The recent debate in New South Wales over council mergers in that state witnessed the development of an argument in favour of much larger local government areas that has come to be called ‘eco-civic regionalisation’ (Brunckhorst and Reeve 2006). In essence, this view is based on the notion that while ‘ecology is forever’, human settlement is transitory and therefore regional management strategies should ensure that ecologically homogeneous geographic areas should form the basis for the design of local government areas, rather than current and future patterns of human settlement.
In section 3.3 of Chapter 3 of its Final Report, the Reform Commission outlined the factors it took into account in determining the boundaries of local government areas, which included ‘environmental’ factors and ‘community of interest’. These issues were considered exclusively in terms of human factors, such as economic development, growth management, mineral extraction, population migration, and the like, with the single exception of forestry as a potential ‘greenhouse sink’. In other words, the Commission did not incorporate eco-civic regionalisation into its deliberations at all.
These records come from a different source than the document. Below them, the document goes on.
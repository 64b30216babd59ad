use std::sync::Arc;

use bl_schemas::{
    AddressValidator, BidId, NewShipment, PrincipalId, ProcureError,
    ProcureResult, RfqId, RfqStatus, Shipment, ShipmentId, ShipmentStatus, SCHEDULED_NOTE,
};
use bl_store::{LiveQuery, ServiceDeps, ShipmentQuery, TxError, Versioned, WriteBatch};
use bl_twofactor::{SecondFactorGate, Session};
use serde_json::json;
use tracing::{debug, info};

// ---------------------------------------------------------------------------
// ShipmentTracker
// ---------------------------------------------------------------------------

#[derive(Clone)]
pub struct ShipmentTracker {
    pub(crate) deps: ServiceDeps,
    gate: Arc<dyn SecondFactorGate>,
    addresses: Option<Arc<dyn AddressValidator>>,
}

impl ShipmentTracker {
    pub fn new(
        deps: ServiceDeps,
        gate: Arc<dyn SecondFactorGate>,
        addresses: Option<Arc<dyn AddressValidator>>,
    ) -> Self {
        Self {
            deps,
            gate,
            addresses,
        }
    }

    /// Schedule a shipment for the RFQ's winning supplier.
    ///
    /// Only the RFQ's buyer may create it, and only for the supplier whose
    /// bid was awarded. Repeated calls create distinct shipments.
    pub async fn create(&self, session: &Session, new: NewShipment) -> ProcureResult<Shipment> {
        self.gate.require_verified(session).await?;
        let buyer = session.principal();

        let rfq = self
            .deps
            .store
            .get_rfq(&new.rfq_id)
            .await?
            .map(Versioned::into_value)
            .ok_or_else(|| ProcureError::not_found("rfq", new.rfq_id.as_str()))?;
        rfq.ensure_owned_by(buyer)?;

        let expected = BidId::derive(&rfq.id, &new.supplier_id);
        let awarded_to_supplier = rfq.status == RfqStatus::Awarded
            && rfq.awarded_bid_id.as_ref() == Some(&expected);
        if !awarded_to_supplier {
            return Err(ProcureError::conflict(
                "rfq",
                rfq.id.as_str(),
                rfq.status.as_str(),
                format!("no bid from {} was awarded", new.supplier_id),
            ));
        }

        let mut new = new;
        new.origin = self.checked_address("origin", &new.origin).await?;
        new.destination = self.checked_address("destination", &new.destination).await?;

        let shipment = Shipment::schedule(
            ShipmentId::generate(),
            buyer.clone(),
            new,
            self.deps.clock.now(),
        )?;
        let mut batch = WriteBatch::new();
        batch.create(shipment.clone());
        self.deps.store.commit(batch).await?;

        info!(shipment_id = %shipment.id, rfq_id = %shipment.rfq_id, supplier = %shipment.supplier_id, "shipment scheduled");
        self.deps.events.log_event(
            "shipment_created",
            json!({
                "shipment_id": shipment.id,
                "rfq_id": shipment.rfq_id,
                "buyer_id": shipment.buyer_id,
                "supplier_id": shipment.supplier_id,
            }),
        );
        Ok(shipment)
    }

    /// Move a shipment along `scheduled → in_transit → delivered`, or cancel
    /// it before delivery. Appends one history entry.
    pub async fn advance(
        &self,
        session: &Session,
        id: &ShipmentId,
        next: ShipmentStatus,
        note: Option<String>,
    ) -> ProcureResult<Shipment> {
        self.gate.require_verified(session).await?;
        let actor = session.principal();
        let note = note
            .filter(|n| !n.trim().is_empty())
            .unwrap_or_else(|| default_note(next).to_string());

        let (shipment, previous) = self
            .deps
            .retry
            .run("advance_shipment", |_| {
                let note = note.clone();
                async move {
                    let Versioned { mut value, version } = self.load(id).await?;
                    value.ensure_party(actor)?;
                    let previous = value.status;
                    value.advance(next, note, actor, self.deps.clock.now())?;
                    let mut batch = WriteBatch::new();
                    batch.update(value.clone(), version);
                    self.deps.store.commit(batch).await?;
                    Ok::<_, TxError>((value, previous))
                }
            })
            .await?;

        info!(
            shipment_id = %id,
            from = previous.as_str(),
            to = next.as_str(),
            "shipment status updated"
        );
        self.deps.events.log_event(
            "shipment_status_updated",
            json!({
                "shipment_id": id,
                "rfq_id": shipment.rfq_id,
                "from": previous.as_str(),
                "to": next.as_str(),
                "actor": actor,
            }),
        );
        Ok(shipment)
    }

    /// Append a note under the current status.
    pub async fn annotate(
        &self,
        session: &Session,
        id: &ShipmentId,
        note: &str,
    ) -> ProcureResult<Shipment> {
        self.gate.require_verified(session).await?;
        let actor = session.principal();
        let shipment = self
            .deps
            .retry
            .run("annotate_shipment", |_| async move {
                let Versioned { mut value, version } = self.load(id).await?;
                value.ensure_party(actor)?;
                value.annotate(note, actor, self.deps.clock.now())?;
                let mut batch = WriteBatch::new();
                batch.update(value.clone(), version);
                self.deps.store.commit(batch).await?;
                Ok::<_, TxError>(value)
            })
            .await?;
        debug!(shipment_id = %id, entries = shipment.history.len(), "shipment annotated");
        Ok(shipment)
    }

    pub async fn get(&self, id: &ShipmentId) -> ProcureResult<Shipment> {
        Ok(self.load(id).await?.into_value())
    }

    pub fn list_for_buyer(&self, buyer: &PrincipalId) -> LiveQuery<ShipmentQuery> {
        LiveQuery::new(
            self.deps.store.clone(),
            ShipmentQuery::ForBuyer(buyer.clone()),
        )
    }

    pub fn list_for_supplier(&self, supplier: &PrincipalId) -> LiveQuery<ShipmentQuery> {
        LiveQuery::new(
            self.deps.store.clone(),
            ShipmentQuery::ForSupplier(supplier.clone()),
        )
    }

    pub fn list_for_rfq(&self, rfq_id: &RfqId) -> LiveQuery<ShipmentQuery> {
        LiveQuery::new(self.deps.store.clone(), ShipmentQuery::ForRfq(rfq_id.clone()))
    }

    async fn load(&self, id: &ShipmentId) -> ProcureResult<Versioned<Shipment>> {
        self.deps
            .store
            .get_shipment(id)
            .await?
            .ok_or_else(|| ProcureError::not_found("shipment", id.as_str()))
    }

    async fn checked_address(&self, field: &str, raw: &str) -> ProcureResult<String> {
        let trimmed = raw.trim();
        if trimmed.is_empty() {
            return Err(ProcureError::validation(format!("{field} must not be empty")));
        }
        let Some(validator) = &self.addresses else {
            return Ok(trimmed.to_string());
        };
        let check = validator.validate(trimmed).await?;
        if !check.is_valid {
            return Err(ProcureError::validation(format!(
                "{field} address could not be validated"
            )));
        }
        Ok(check
            .validated_address
            .filter(|a| !a.trim().is_empty())
            .unwrap_or_else(|| trimmed.to_string()))
    }
}

fn default_note(status: ShipmentStatus) -> &'static str {
    match status {
        ShipmentStatus::Scheduled => SCHEDULED_NOTE,
        ShipmentStatus::InTransit => "Shipment in transit",
        ShipmentStatus::Delivered => "Shipment delivered",
        ShipmentStatus::Cancelled => "Shipment cancelled",
    }
}
//! Live observers of an RFQ's bids see the award as one transition: the
//! snapshot after the award already has the winner and every declined
//! sibling, never a half-applied set.

use std::time::Duration;

use bl_schemas::{Bid, BidId, BidStatus, PrincipalId};
use bl_store::SnapshotStream;
use bl_testkit::{bid, details, Harness};
use futures_util::StreamExt;

async fn next(stream: &mut SnapshotStream<Bid>) -> Vec<Bid> {
    tokio::time::timeout(Duration::from_secs(2), stream.next())
        .await
        .expect("snapshot in time")
        .expect("stream open")
        .expect("snapshot ok")
}

fn statuses(bids: &[Bid]) -> Vec<(String, BidStatus)> {
    let mut v: Vec<_> = bids
        .iter()
        .map(|b| (b.supplier_id.to_string(), b.status))
        .collect();
    v.sort();
    v
}

#[tokio::test]
async fn every_snapshot_is_pre_award_or_fully_awarded() {
    let h = Harness::new();
    let buyer = h.login("buyer");
    let rfq = h
        .rfqs
        .publish(buyer.principal(), details("paint", &[("exterior 20l", 40, "tin")], None))
        .await
        .unwrap();
    for (s, amount) in [("a", 10), ("b", 11), ("c", 12)] {
        h.bids
            .submit_or_update(&rfq, &PrincipalId::new(s), bid(amount))
            .await
            .unwrap();
    }

    let live = h.bids.list_for_rfq(&rfq);
    let mut buyer_view = live.subscribe();
    let mut second_view = live.subscribe();
    assert_eq!(next(&mut buyer_view).await.len(), 3);
    assert_eq!(next(&mut second_view).await.len(), 3);

    h.awards
        .award(&buyer, &rfq, &BidId::derive(&rfq, &PrincipalId::new("b")))
        .await
        .unwrap();

    let expected = vec![
        ("a".to_string(), BidStatus::Declined),
        ("b".to_string(), BidStatus::Awarded),
        ("c".to_string(), BidStatus::Declined),
    ];
    assert_eq!(statuses(&next(&mut buyer_view).await), expected);
    assert_eq!(statuses(&next(&mut second_view).await), expected);

    // A late subscriber starts from the settled state.
    let mut late = live.subscribe();
    assert_eq!(statuses(&next(&mut late).await), expected);
}

#[tokio::test]
async fn resubmission_updates_the_single_row_observers_see() {
    let h = Harness::new();
    let buyer = h.login("buyer");
    let rfq = h
        .rfqs
        .publish(buyer.principal(), details("gravel", &[("20mm", 30, "t")], None))
        .await
        .unwrap();
    let supplier = PrincipalId::new("quarry");

    let mut view = h.bids.list_for_supplier(&supplier).subscribe();
    assert!(next(&mut view).await.is_empty());

    h.bids.submit_or_update(&rfq, &supplier, bid(500)).await.unwrap();
    let first = next(&mut view).await;
    assert_eq!(first.len(), 1);

    h.clock.advance(chrono::Duration::minutes(1));
    h.bids.submit_or_update(&rfq, &supplier, bid(480)).await.unwrap();
    let second = next(&mut view).await;
    assert_eq!(second.len(), 1);
    assert_eq!(second[0].id, first[0].id);
    assert_eq!(second[0].amount, 480);
}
This is fortunate since the extreme notion of eco-civic regionalisation not only completely ignores the costs of the massive restructuring it would entail, but cannot demonstrate why state government agencies cannot adequately manage environmental issues (Dollery and Crase 2004).
The final category in the Dollery et al. (2006b) classification involves public-choice considerations. These arguments have been articulated by numerous scholars of local government, perhaps most notably Bailey (1999) and Boyne (1998a). In effect, they amount to a conceptual rebuttal of the notion that ‘big is beautiful’ by maintaining that large councils are less accountable and transparent and more complex than their smaller counterparts and thus less easily monitored by voters, who have less contact with elected representatives. It is also argued that smaller municipalities are much closer to constituents and thereby better informed than large councils. A second empirical string to the public-choice bow is that ‘bigger is not better’, since considerable evidence has demonstrated that small councils deliver services more cheaply (see, for example, Boyne 1992; 1998b).
As we have seen, the Final Report adopts precisely the opposite view to these public-choice considerations at both the conceptual ‘big is beautiful’ level and the empirical ‘bigger is better’ level. Apart from the fact that the authors of the Final Report cite no literature outside of Queensland, this can also perhaps be partially explained by the fact that the public-choice perspective examines local government effectiveness from a citizen’s perspective rather than an organisational perspective.